• [Working data]
-*-
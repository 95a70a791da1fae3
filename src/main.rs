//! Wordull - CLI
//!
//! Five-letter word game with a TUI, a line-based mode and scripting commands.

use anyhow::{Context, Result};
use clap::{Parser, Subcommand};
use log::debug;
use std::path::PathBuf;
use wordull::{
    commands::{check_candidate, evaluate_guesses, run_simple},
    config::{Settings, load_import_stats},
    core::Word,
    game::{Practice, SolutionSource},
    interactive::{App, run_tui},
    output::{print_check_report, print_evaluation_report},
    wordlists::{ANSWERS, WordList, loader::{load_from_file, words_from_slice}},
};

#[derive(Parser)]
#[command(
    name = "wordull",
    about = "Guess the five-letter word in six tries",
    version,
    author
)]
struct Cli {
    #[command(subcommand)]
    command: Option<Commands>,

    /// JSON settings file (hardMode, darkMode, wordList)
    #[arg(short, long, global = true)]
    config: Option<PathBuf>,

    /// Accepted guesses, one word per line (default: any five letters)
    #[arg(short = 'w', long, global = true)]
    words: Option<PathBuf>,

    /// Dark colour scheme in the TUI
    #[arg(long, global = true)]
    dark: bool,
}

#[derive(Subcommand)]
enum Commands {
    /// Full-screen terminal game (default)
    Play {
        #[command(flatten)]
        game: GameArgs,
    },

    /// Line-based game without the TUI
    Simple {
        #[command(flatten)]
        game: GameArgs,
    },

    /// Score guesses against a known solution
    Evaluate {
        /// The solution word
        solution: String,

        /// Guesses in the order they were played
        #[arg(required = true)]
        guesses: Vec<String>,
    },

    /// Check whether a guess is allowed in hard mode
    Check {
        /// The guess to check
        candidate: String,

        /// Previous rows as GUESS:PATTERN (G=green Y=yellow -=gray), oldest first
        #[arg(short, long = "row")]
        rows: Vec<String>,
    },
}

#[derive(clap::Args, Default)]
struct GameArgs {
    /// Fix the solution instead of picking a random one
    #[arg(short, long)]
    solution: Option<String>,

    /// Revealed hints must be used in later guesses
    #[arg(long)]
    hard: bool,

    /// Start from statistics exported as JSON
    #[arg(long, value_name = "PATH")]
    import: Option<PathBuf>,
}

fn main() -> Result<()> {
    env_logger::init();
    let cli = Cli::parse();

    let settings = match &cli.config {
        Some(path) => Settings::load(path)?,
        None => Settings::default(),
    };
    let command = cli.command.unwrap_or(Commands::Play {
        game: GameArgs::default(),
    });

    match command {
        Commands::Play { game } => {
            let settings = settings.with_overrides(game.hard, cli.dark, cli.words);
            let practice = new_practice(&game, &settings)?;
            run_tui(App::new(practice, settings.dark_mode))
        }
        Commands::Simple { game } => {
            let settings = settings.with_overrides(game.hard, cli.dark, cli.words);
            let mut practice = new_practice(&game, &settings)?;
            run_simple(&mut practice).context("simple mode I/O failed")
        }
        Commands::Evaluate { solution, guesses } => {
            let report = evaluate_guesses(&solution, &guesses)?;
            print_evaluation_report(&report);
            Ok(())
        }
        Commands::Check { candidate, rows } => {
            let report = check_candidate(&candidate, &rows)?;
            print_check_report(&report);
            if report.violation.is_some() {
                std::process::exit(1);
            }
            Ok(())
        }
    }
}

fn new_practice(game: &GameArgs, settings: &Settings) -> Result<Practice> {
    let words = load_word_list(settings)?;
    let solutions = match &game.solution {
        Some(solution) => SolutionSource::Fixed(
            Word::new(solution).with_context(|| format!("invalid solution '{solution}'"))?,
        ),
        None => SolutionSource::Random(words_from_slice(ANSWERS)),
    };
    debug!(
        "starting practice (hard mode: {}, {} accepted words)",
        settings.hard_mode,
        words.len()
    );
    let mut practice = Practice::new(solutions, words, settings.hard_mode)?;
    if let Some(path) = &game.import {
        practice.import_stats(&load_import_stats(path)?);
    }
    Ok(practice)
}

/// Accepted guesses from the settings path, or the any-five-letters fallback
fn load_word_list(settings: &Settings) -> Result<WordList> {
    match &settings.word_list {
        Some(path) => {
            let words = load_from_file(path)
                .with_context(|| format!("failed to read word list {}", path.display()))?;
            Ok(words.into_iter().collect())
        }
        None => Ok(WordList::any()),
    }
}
-*-
• [What you have to do]
Go through the listing above and find each line that contains "letters", then copy it.

• [Reply to the task]
    /// Accepted guesses, one word per line (default: any five letters)
/// Accepted guesses from the settings path, or the any-five-letters fallback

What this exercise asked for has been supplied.